Erika Check Hayden had a nice piece in Nature a couple of weeks ago in which she did a very good job of placing us in a clinic in Sierra Leone without actually visiting the place herself. We see and hear the tin roof on the Ebola ward collapse, and we see the crush of patients as the Ebola epidemic takes off.
But as I was working through a stack of Natures this weekend, I noticed something on the last page of the piece that I thought was stunning.
The hospital ward she wrote about, in Kenema, Sierra Leone, was set up not to fight Ebola–but to fight Lassa, another life-threatening illness that can sometimes cause hemorrhagic fever.

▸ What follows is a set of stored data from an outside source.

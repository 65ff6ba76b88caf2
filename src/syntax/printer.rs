//! Render the syntax model back to Python source

use super::ast::{Arg, Arguments, Call, ClassDef, Constant, Expr, FunctionDef, Keyword, Stmt};

const INDENT: &str = "    ";

/// Source text of a statement, newline-terminated
pub fn to_source(stmt: &Stmt) -> String {
    to_source_at(stmt, 0)
}

/// Source text of a statement indented `level` steps
pub fn to_source_at(stmt: &Stmt, level: usize) -> String {
    let mut out = String::new();
    write_stmt(&mut out, stmt, level);
    out
}

/// Source text of a whole module; top-level definitions are separated by two blank lines
pub fn module_to_source(stmts: &[Stmt]) -> String {
    let mut out = String::new();
    for (i, stmt) in stmts.iter().enumerate() {
        if i > 0 && is_definition(stmt) {
            out.push_str("\n\n");
        }
        write_stmt(&mut out, stmt, 0);
    }
    out
}

fn is_definition(stmt: &Stmt) -> bool {
    matches!(stmt, Stmt::FunctionDef(_) | Stmt::ClassDef(_))
}

fn push_line(out: &mut String, level: usize, line: &str) {
    for _ in 0..level {
        out.push_str(INDENT);
    }
    out.push_str(line);
    out.push('\n');
}

fn write_stmt(out: &mut String, stmt: &Stmt, level: usize) {
    match stmt {
        Stmt::Expr(Expr::Constant(Constant::Str(text))) => {
            push_line(out, level, &docstring_literal(text));
        }
        Stmt::Expr(expr) => push_line(out, level, &expr_to_source(expr)),
        Stmt::Assign { target, value } => push_line(
            out,
            level,
            &format!("{} = {}", expr_to_source(target), expr_to_source(value)),
        ),
        Stmt::AnnAssign {
            target,
            annotation,
            value,
        } => {
            let mut line = format!("{}: {}", expr_to_source(target), expr_to_source(annotation));
            if let Some(value) = value {
                line.push_str(" = ");
                line.push_str(&expr_to_source(value));
            }
            push_line(out, level, &line);
        }
        Stmt::Return(None) => push_line(out, level, "return"),
        Stmt::Return(Some(Expr::Tuple(elts))) if !elts.is_empty() => {
            let values: Vec<_> = elts.iter().map(expr_to_source).collect();
            push_line(out, level, &format!("return {}", values.join(", ")));
        }
        Stmt::Return(Some(value)) => {
            push_line(out, level, &format!("return {}", expr_to_source(value)))
        }
        Stmt::Pass => push_line(out, level, "pass"),
        Stmt::Raw(text) => {
            for line in text.lines() {
                if line.trim().is_empty() {
                    out.push('\n');
                } else {
                    push_line(out, level, line);
                }
            }
        }
        Stmt::FunctionDef(def) => write_function(out, def, level),
        Stmt::ClassDef(def) => write_class(out, def, level),
    }
}

fn write_decorators(out: &mut String, decorators: &[Expr], level: usize) {
    for decorator in decorators {
        push_line(out, level, &format!("@{}", expr_to_source(decorator)));
    }
}

fn write_function(out: &mut String, def: &FunctionDef, level: usize) {
    write_decorators(out, &def.decorators, level);
    let mut header = String::new();
    if def.is_async {
        header.push_str("async ");
    }
    header.push_str(&format!("def {}({})", def.name, arguments_to_source(&def.args)));
    if let Some(returns) = &def.returns {
        header.push_str(" -> ");
        header.push_str(&expr_to_source(returns));
    }
    header.push(':');
    push_line(out, level, &header);
    write_body(out, &def.body, level + 1);
}

fn write_class(out: &mut String, def: &ClassDef, level: usize) {
    write_decorators(out, &def.decorators, level);
    let mut parts: Vec<String> = def.bases.iter().map(expr_to_source).collect();
    parts.extend(def.keywords.iter().map(keyword_to_source));
    let header = if parts.is_empty() {
        format!("class {}:", def.name)
    } else {
        format!("class {}({}):", def.name, parts.join(", "))
    };
    push_line(out, level, &header);
    write_body(out, &def.body, level + 1);
}

fn write_body(out: &mut String, body: &[Stmt], level: usize) {
    if body.is_empty() {
        push_line(out, level, "pass");
        return;
    }
    for (i, stmt) in body.iter().enumerate() {
        if i > 0 && is_definition(stmt) {
            out.push('\n');
        }
        write_stmt(out, stmt, level);
    }
}

/// Parameter list without the surrounding parentheses
pub fn arguments_to_source(args: &Arguments) -> String {
    let mut parts: Vec<String> = args.posonlyargs.iter().map(arg_to_source).collect();
    if !parts.is_empty() {
        parts.push("/".to_string());
    }
    parts.extend(args.args.iter().map(arg_to_source));
    match &args.vararg {
        Some(vararg) => parts.push(format!("*{}", arg_to_source(vararg))),
        None if !args.kwonlyargs.is_empty() => parts.push("*".to_string()),
        None => {}
    }
    parts.extend(args.kwonlyargs.iter().map(arg_to_source));
    if let Some(kwarg) = &args.kwarg {
        parts.push(format!("**{}", arg_to_source(kwarg)));
    }
    parts.join(", ")
}

fn arg_to_source(arg: &Arg) -> String {
    match (&arg.annotation, &arg.default) {
        (Some(annotation), Some(default)) => format!(
            "{}: {} = {}",
            arg.name,
            expr_to_source(annotation),
            expr_to_source(default)
        ),
        (Some(annotation), None) => format!("{}: {}", arg.name, expr_to_source(annotation)),
        (None, Some(default)) => format!("{}={}", arg.name, expr_to_source(default)),
        (None, None) => arg.name.clone(),
    }
}

fn keyword_to_source(keyword: &Keyword) -> String {
    match &keyword.arg {
        Some(arg) => format!("{arg}={}", expr_to_source(&keyword.value)),
        None => format!("**{}", expr_to_source(&keyword.value)),
    }
}

/// Source text of an expression
pub fn expr_to_source(expr: &Expr) -> String {
    match expr {
        Expr::Name(id) => id.clone(),
        Expr::Constant(constant) => constant_to_source(constant),
        Expr::Attribute { value, attr } => format!("{}.{attr}", expr_to_source(value)),
        Expr::Call(call) => call_to_source(call),
        Expr::Tuple(elts) => match elts.as_slice() {
            [single] => format!("({},)", expr_to_source(single)),
            _ => format!("({})", join_exprs(elts)),
        },
        Expr::List(elts) => format!("[{}]", join_exprs(elts)),
        Expr::Raw(text) => text.clone(),
    }
}

fn join_exprs(exprs: &[Expr]) -> String {
    exprs.iter().map(expr_to_source).collect::<Vec<_>>().join(", ")
}

fn call_to_source(call: &Call) -> String {
    let mut parts: Vec<String> = call.args.iter().map(expr_to_source).collect();
    parts.extend(call.keywords.iter().map(keyword_to_source));
    format!("{}({})", expr_to_source(&call.func), parts.join(", "))
}

fn constant_to_source(constant: &Constant) -> String {
    match constant {
        Constant::None => "None".to_string(),
        Constant::Bool(true) => "True".to_string(),
        Constant::Bool(false) => "False".to_string(),
        Constant::Str(s) => quote_str(s),
        Constant::Number(n) => n.clone(),
    }
}

/// Python `repr` of a string: single quotes unless the text contains one
pub fn quote_str(text: &str) -> String {
    let quote = if text.contains('\'') && !text.contains('"') {
        '"'
    } else {
        '\''
    };
    let mut out = String::with_capacity(text.len() + 2);
    out.push(quote);
    for c in text.chars() {
        match c {
            '\\' => out.push_str("\\\\"),
            '\n' => out.push_str("\\n"),
            '\t' => out.push_str("\\t"),
            '\r' => out.push_str("\\r"),
            c if c == quote => {
                out.push('\\');
                out.push(c);
            }
            c if c.is_control() => out.push_str(&format!("\\x{:02x}", c as u32)),
            c => out.push(c),
        }
    }
    out.push(quote);
    out
}

fn docstring_literal(text: &str) -> String {
    let mut escaped = text.replace('\\', "\\\\").replace("\"\"\"", "\\\"\\\"\\\"");
    if escaped.ends_with('"') {
        escaped.pop();
        escaped.push_str("\\\"");
    }
    format!("\"\"\"{escaped}\"\"\"")
}

#[cfg(test)]
mod tests {
    use super::*;
    use crate::syntax::parser::{parse_expression, parse_module};
    use indoc::indoc;
    use pretty_assertions::assert_eq;

    #[test]
    fn test_quote_str() {
        assert_eq!(quote_str("np"), "'np'");
        assert_eq!(quote_str("it's"), "\"it's\"");
        assert_eq!(quote_str("a\nb"), "'a\\nb'");
        assert_eq!(quote_str("both ' and \""), "'both \\' and \"'");
    }

    #[test]
    fn test_expr_round_trip() {
        for source in [
            "Column('id', Integer, primary_key=True)",
            "np.empty(0)",
            "(np.empty(0), np.empty(0))",
            "[1, 2]",
            "(x,)",
            "Optional[List[str]]",
        ] {
            assert_eq!(expr_to_source(&parse_expression(source).unwrap()), source);
        }
    }

    #[test]
    fn test_function_round_trip() {
        let source = indoc! {r#"
            @staticmethod
            def f(a, b: int = 5, *, c='x', **kwargs) -> bool:
                """Doc"""
                x = 1
                return a, b
        "#};
        let stmts = parse_module(source).unwrap();
        assert_eq!(module_to_source(&stmts), source);
    }

    #[test]
    fn test_class_with_nested_method() {
        let source = indoc! {r#"
            class A(object):
                """Doc"""
                x: int = 5

                def __call__(self):
                    self.x = x
        "#};
        let stmts = parse_module(source).unwrap();
        assert_eq!(module_to_source(&stmts), source);
    }

    #[test]
    fn test_raw_statement_is_reindented() {
        let source = indoc! {"
            def f():
                if x:
                    y = 1
        "};
        let stmts = parse_module(source).unwrap();
        assert_eq!(module_to_source(&stmts), source);
    }

    #[test]
    fn test_docstring_escaping() {
        assert_eq!(docstring_literal("a\\b"), r#""""a\\b""""#);
        assert_eq!(docstring_literal("say \"hi\""), r#""""say "hi\"""""#);
    }
}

Sheik Humarr Khan, of Kenema, and Robert Garry, a virologist at Tulane University in New Orleans, had been working on a Lassa treatment and research program, including a dedicated ward and a diagnostic laboratory, for nearly a decade. Before it could be completed, the hospital was overwhelmed by Ebola.
And here’s the passage that I found especially disturbing:
But with all the attention now on Ebola, physicians who work in Kenema are concerned about Lassa. The peak Lassa season, November to April (J. G. Shaffer et al. PLoS Negl. Trop. Dis. 8, e2748; 2014), is approaching, and of the hospital’s original 36 specialized Lassa staff, 11 have now been infected and 6 have died. Surveillance staff, doctors, nurses, drivers, cleaners and lab technicians have all lost their lives to Ebola.
Even if the doctors get control of the Ebola outbreak, they will still face the seasonal increase in Lassa infections. So far, however, the hospital is seeing fewer Lassa patients than it would have expected at this point in the season. Why? “We think the patients are reluctant to come in,” Garry told Hayden. “That’s not good.” And if they do come in, the hospital might not be able to care for them, with its staff so terribly decimated.
Lassa has been mentioned elsewhere, in the coverage, but it does not seem to be receiving the attention that it should. What will happen when Sierra Leone and perhaps its neighbors are faced with Lassa on top of Ebola? Could the situation there get any worse?